Épopée Bowie #2 : Space Oddity, ou comment (re)commencer une carrière.

DAVID BOWIE - David Bowie (Space Oddity) / Mercury / 1969

Deuxième épisode de notre épopée Bowie, aujourd’hui on commence à parler sérieux, pour son deuxième album paru en 1969. Toujours pas de succès immédiat, mais une sortie qui marque un tournant dans sa jeune carrière.

Dire que le premier album de David Bowie laisse sur notre faim serait un euphémisme. Et tout aurait pû s'arrêter assez prématurément pour lui après 1967, le mec vend quasi aucun disque, c’est chaud. Il étudie en parallèle les arts de la scène auprès de Lindsay Kemp, il joue le mime, il interprète des personnages comiques, et surtout il rencontre une meuf : Hermione Farthingale (le “h” gâche tout, elle aurait pû s’appeler farting gal, la fille qui pète, ça aurait été marrant, tant pis).

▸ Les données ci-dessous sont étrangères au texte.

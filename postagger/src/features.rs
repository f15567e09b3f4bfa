//! Windowed feature assembly.

use ndarray::{aview1, s, Array1, ArrayViewMut1};

use crate::{ConfigError, Lexicon, LexiconError, TaggingState};

/// The default feature context: two tokens to the left and right.
pub const DEFAULT_CONTEXT: [isize; 5] = [-2, -1, 0, 1, 2];

/// Assembler of windowed feature vectors.
///
/// For every offset of the context, the assembler takes the node at that
/// offset from the cursor and adds a group of vectors: the node's current
/// score vector, followed by the node's embedding from every bound
/// provider. The groups are concatenated in the order of the offsets.
///
/// Offsets that fall outside the sentence get the lexicon's tag
/// placeholder and zero embeddings, so that the feature vectors of a
/// context always have the same length.
pub struct FeatureAssembler<'a> {
    lexicon: &'a Lexicon,
    offsets: Vec<isize>,
    group_len: usize,
}

impl<'a> FeatureAssembler<'a> {
    /// Construct an assembler for the given context offsets.
    pub fn new(lexicon: &'a Lexicon, offsets: Vec<isize>) -> Result<Self, ConfigError> {
        if offsets.is_empty() {
            return Err(ConfigError::EmptyContext);
        }

        Ok(FeatureAssembler {
            lexicon,
            offsets,
            group_len: lexicon.n_tags() + lexicon.embedding_dims(),
        })
    }

    /// Verify that the feature vectors have the length that a consumer
    /// expects.
    pub fn check_input_len(&self, expected: usize) -> Result<(), ConfigError> {
        if self.input_len() == expected {
            Ok(())
        } else {
            Err(ConfigError::InputLength {
                input_len: self.input_len(),
                expected,
            })
        }
    }

    /// Verify that the feature vectors are split into the number of
    /// groups and the group length that a consumer expects.
    pub fn check_input_shape(
        &self,
        expected_groups: usize,
        expected_group_len: usize,
    ) -> Result<(), ConfigError> {
        if self.offsets.len() == expected_groups && self.group_len == expected_group_len {
            Ok(())
        } else {
            Err(ConfigError::InputShape {
                n_groups: self.offsets.len(),
                group_len: self.group_len,
                expected_groups,
                expected_group_len,
            })
        }
    }

    /// Length of the feature group of a single offset.
    pub fn group_len(&self) -> usize {
        self.group_len
    }

    /// Length of a feature vector.
    pub fn input_len(&self) -> usize {
        self.offsets.len() * self.group_len
    }

    pub fn lexicon(&self) -> &'a Lexicon {
        self.lexicon
    }

    pub fn offsets(&self) -> &[isize] {
        &self.offsets
    }

    /// Assemble the feature vector of the token under the cursor.
    pub fn realize(&self, state: &TaggingState) -> Result<Array1<f32>, LexiconError> {
        let mut features = Array1::zeros(self.input_len());
        self.realize_into(state, features.view_mut())?;
        Ok(features)
    }

    /// Assemble the feature vector of the token under the cursor into
    /// `features`.
    ///
    /// Panics if `features` does not have length `input_len()`.
    pub fn realize_into(
        &self,
        state: &TaggingState,
        mut features: ArrayViewMut1<f32>,
    ) -> Result<(), LexiconError> {
        assert_eq!(
            features.len(),
            self.input_len(),
            "Feature vector has incorrect length"
        );

        let n_tags = self.lexicon.n_tags();

        for (group_idx, &offset) in self.offsets.iter().enumerate() {
            let mut group = features.slice_mut(s![
                group_idx * self.group_len..(group_idx + 1) * self.group_len
            ]);

            let node = resolve(state.cursor(), offset, state.len());

            match node {
                Some(idx) => group.slice_mut(s![..n_tags]).assign(&state.scores(idx)),
                None => group
                    .slice_mut(s![..n_tags])
                    .assign(&self.lexicon.tag_zeros()),
            }

            // The root sentinel has no form, it uses the unknown embedding
            // of the empty string.
            let form = node.map(|idx| state.form(idx).unwrap_or(""));

            let mut embed_offset = n_tags;
            for provider in self.lexicon.providers() {
                let embedding = self.lexicon.embedding(provider, form)?;
                group
                    .slice_mut(s![embed_offset..embed_offset + embedding.len()])
                    .assign(&aview1(&embedding));
                embed_offset += embedding.len();
            }
        }

        Ok(())
    }
}

/// Resolve the node at `offset` from `cursor`, `None` when the position is
/// outside a sentence of `len` nodes.
fn resolve(cursor: usize, offset: isize, len: usize) -> Option<usize> {
    let idx = cursor as isize + offset;
    if idx < 0 || idx >= len as isize {
        None
    } else {
        Some(idx as usize)
    }
}

#[cfg(test)]
mod tests {
    use conllx::graph::Sentence;
    use conllx::token::TokenBuilder;
    use ndarray::{arr1, Array1};

    use super::{resolve, FeatureAssembler, DEFAULT_CONTEXT};
    use crate::lexicon::tests::TableEmbeddings;
    use crate::{ConfigError, Lexicon, Provider, TaggingState};

    fn the_dog_runs() -> Sentence {
        let mut sent = Sentence::new();
        sent.push(TokenBuilder::new("The").pos("DET").into());
        sent.push(TokenBuilder::new("dog").pos("NOUN").into());
        sent.push(TokenBuilder::new("runs").pos("VERB").into());
        sent
    }

    fn embedding_lexicon() -> Lexicon {
        Lexicon::new(3)
            .unwrap()
            .with_provider(
                Provider::Word2Vec,
                Box::new(TableEmbeddings::new(
                    2,
                    &[("The", &[1., 1.]), ("dog", &[2., 2.]), ("runs", &[3., 3.])],
                )),
            )
            .unwrap()
            .with_provider(
                Provider::AmbiguityClass,
                Box::new(TableEmbeddings::new(1, &[("dog", &[5.])])),
            )
            .unwrap()
    }

    #[test]
    fn resolve_is_bounds_checked() {
        assert_eq!(resolve(1, -2, 4), None);
        assert_eq!(resolve(1, -1, 4), Some(0));
        assert_eq!(resolve(3, 0, 4), Some(3));
        assert_eq!(resolve(3, 1, 4), None);
    }

    #[test]
    fn empty_context_is_rejected() {
        let lexicon = Lexicon::new(3).unwrap();
        assert_eq!(
            FeatureAssembler::new(&lexicon, vec![]).err(),
            Some(ConfigError::EmptyContext)
        );
    }

    #[test]
    fn input_len_check() {
        let lexicon = embedding_lexicon();
        let assembler = FeatureAssembler::new(&lexicon, DEFAULT_CONTEXT.to_vec()).unwrap();

        assert_eq!(assembler.group_len(), 6);
        assert_eq!(assembler.input_len(), 30);
        assert!(assembler.check_input_len(30).is_ok());
        assert_eq!(
            assembler.check_input_len(25),
            Err(ConfigError::InputLength {
                input_len: 30,
                expected: 25
            })
        );
    }

    #[test]
    fn length_is_constant_over_sentence() {
        let sent = the_dog_runs();
        let lexicon = embedding_lexicon();
        let assembler = FeatureAssembler::new(&lexicon, DEFAULT_CONTEXT.to_vec()).unwrap();
        let mut state = TaggingState::new(&sent, &lexicon);

        while !state.is_terminal() {
            let features = assembler.realize(&state).unwrap();
            assert_eq!(features.len(), 5 * (3 + 2 + 1));
            state.process("X", None).unwrap();
        }
    }

    #[test]
    fn scores_only_window() {
        let sent = the_dog_runs();
        let lexicon = Lexicon::new(3).unwrap();
        let assembler = FeatureAssembler::new(&lexicon, vec![-1, 0, 1]).unwrap();
        let mut state = TaggingState::new(&sent, &lexicon);

        state
            .process("DET", Some(arr1(&[1., 0., 0.]).view()))
            .unwrap();
        state
            .process("NOUN", Some(arr1(&[0., 1., 0.]).view()))
            .unwrap();

        // Cursor on the last token: the right context is outside the
        // sentence and padded with the placeholder.
        assert_eq!(state.cursor(), 3);
        let features = assembler.realize(&state).unwrap();
        let expected: Array1<f32> = arr1(&[0., 1., 0., 0., 0., 0., 0., 0., 0.]);
        assert_eq!(features, expected);

        state.process("VERB", None).unwrap();
        assert!(state.is_terminal());
    }

    #[test]
    fn window_at_sentence_start() {
        let sent = the_dog_runs();
        let lexicon = embedding_lexicon();
        let assembler = FeatureAssembler::new(&lexicon, vec![-2, -1, 0, 1]).unwrap();
        let state = TaggingState::new(&sent, &lexicon);

        let features = assembler.realize(&state).unwrap();
        let expected: Array1<f32> = arr1(&[
            // -2: outside the sentence.
            0., 0., 0., 0., 0., 0., //
            // -1: root, unknown embeddings.
            0., 0., 0., -1., -1., -1., //
            // 0: "The"
            0., 0., 0., 1., 1., -1., //
            // 1: "dog"
            0., 0., 0., 2., 2., 5.,
        ]);
        assert_eq!(features, expected);
    }

    #[test]
    fn realize_into_overwrites_buffer() {
        let sent = the_dog_runs();
        let lexicon = Lexicon::new(2).unwrap();
        let assembler = FeatureAssembler::new(&lexicon, vec![-1, 1]).unwrap();
        let state = TaggingState::new(&sent, &lexicon);

        let mut features = Array1::from_elem(4, 7f32);
        assembler
            .realize_into(&state, features.view_mut())
            .unwrap();
        assert_eq!(features, Array1::<f32>::zeros(4));
    }
}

Avec elle et le guitariste John Hutchinson, il crée le groupe Feathers, avec lequel ils donnent des représentations musique/mime, enfin bref ils s’amusent quoi. 

Pour répondre au non-succès de ses premières sorties, son manager de l’époque veut produire un court-métrage promotionnel dans lequel Bowie interprète ses premiers titres, une sorte de compil de clips en gros, le truc est pas super et sortira finalement qu’en 1984, quand Bowie sera déjà une star mondiale depuis longtemps. Mais là en 1969, c’est pas la joie, d’autant plus qu’il se sépare de sa copine Hermione, il est au plus bas. Là vous avez le contexte, parlons maintenant DU titre qui va tout changer.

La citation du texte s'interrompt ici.